▶ DATA SUPPLIED
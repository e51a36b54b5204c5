#![no_main]

use libfuzzer_sys::fuzz_target;
use nfs4slow::event_record;
use nfs4slow::render::render;

fuzz_target!(|data: &[u8]| {
    // Any byte string must either be rejected or decode and render cleanly
    if let Ok(record) = event_record::decode(data) {
        let _ = render(&record);
    }
});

▶ PROBLEM TO SOLVE
The entire listing is to be repeated exactly.

▶ ANSWER SPACE
repository e51a36b54b5204c5
#![no_main]

use libfuzzer_sys::fuzz_target;
use nfs4slow::event_record;
use nfs4slow::render::render;

fuzz_target!(|data: &[u8]| {
    // Any byte string must either be rejected or decode and render cleanly
    if let Ok(record) = event_record::decode(data) {
        let _ = render(&record);
    }
});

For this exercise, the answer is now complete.